*** Opening of Supplied material ***

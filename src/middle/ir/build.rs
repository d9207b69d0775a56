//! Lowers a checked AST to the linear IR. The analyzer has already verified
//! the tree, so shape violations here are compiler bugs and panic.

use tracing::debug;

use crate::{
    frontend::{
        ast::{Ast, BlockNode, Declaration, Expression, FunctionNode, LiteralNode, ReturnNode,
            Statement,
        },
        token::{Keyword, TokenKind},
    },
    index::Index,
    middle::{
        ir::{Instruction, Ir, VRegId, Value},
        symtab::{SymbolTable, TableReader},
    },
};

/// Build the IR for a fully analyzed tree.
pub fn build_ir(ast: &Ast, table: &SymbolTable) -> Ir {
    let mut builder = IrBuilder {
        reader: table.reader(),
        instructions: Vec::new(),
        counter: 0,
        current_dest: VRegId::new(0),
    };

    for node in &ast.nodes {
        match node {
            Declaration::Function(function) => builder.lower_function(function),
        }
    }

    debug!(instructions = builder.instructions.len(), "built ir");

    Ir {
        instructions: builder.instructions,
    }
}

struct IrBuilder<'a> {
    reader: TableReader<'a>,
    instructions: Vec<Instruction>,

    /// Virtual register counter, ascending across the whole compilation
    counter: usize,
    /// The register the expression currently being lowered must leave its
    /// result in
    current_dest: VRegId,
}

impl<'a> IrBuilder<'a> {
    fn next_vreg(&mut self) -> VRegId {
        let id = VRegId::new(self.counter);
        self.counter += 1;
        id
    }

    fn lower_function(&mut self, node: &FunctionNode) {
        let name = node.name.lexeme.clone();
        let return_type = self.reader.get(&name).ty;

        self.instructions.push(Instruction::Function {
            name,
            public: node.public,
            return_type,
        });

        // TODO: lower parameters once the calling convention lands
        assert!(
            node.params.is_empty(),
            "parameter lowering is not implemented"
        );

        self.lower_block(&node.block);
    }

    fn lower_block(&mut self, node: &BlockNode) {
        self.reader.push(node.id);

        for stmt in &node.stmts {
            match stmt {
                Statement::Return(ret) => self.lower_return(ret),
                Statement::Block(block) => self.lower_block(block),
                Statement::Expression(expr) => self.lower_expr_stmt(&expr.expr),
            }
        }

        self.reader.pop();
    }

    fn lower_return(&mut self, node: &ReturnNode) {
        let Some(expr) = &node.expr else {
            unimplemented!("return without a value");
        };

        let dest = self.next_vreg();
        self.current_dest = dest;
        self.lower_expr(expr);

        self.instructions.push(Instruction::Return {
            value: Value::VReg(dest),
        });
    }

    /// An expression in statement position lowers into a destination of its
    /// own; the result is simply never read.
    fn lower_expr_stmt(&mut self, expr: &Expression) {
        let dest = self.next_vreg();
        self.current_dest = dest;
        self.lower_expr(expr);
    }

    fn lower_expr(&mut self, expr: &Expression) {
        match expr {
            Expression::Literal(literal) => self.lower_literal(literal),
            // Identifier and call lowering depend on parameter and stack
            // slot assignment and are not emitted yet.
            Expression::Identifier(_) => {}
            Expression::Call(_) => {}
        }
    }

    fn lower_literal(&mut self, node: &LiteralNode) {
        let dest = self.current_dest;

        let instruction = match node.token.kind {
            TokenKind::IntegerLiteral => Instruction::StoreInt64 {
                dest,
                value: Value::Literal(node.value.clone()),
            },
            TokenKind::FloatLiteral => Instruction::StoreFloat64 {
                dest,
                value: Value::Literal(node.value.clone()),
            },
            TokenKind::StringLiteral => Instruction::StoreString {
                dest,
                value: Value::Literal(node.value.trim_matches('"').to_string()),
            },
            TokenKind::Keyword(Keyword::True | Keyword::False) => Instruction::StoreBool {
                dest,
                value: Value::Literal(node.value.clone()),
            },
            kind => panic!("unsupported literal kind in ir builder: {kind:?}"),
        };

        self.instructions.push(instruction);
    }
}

*** Close of Supplied material ***

## What the task asks
If a line of the entries contains the string "Identifier", it counts; report how many such lines there are, as a bare number.

## Response below
2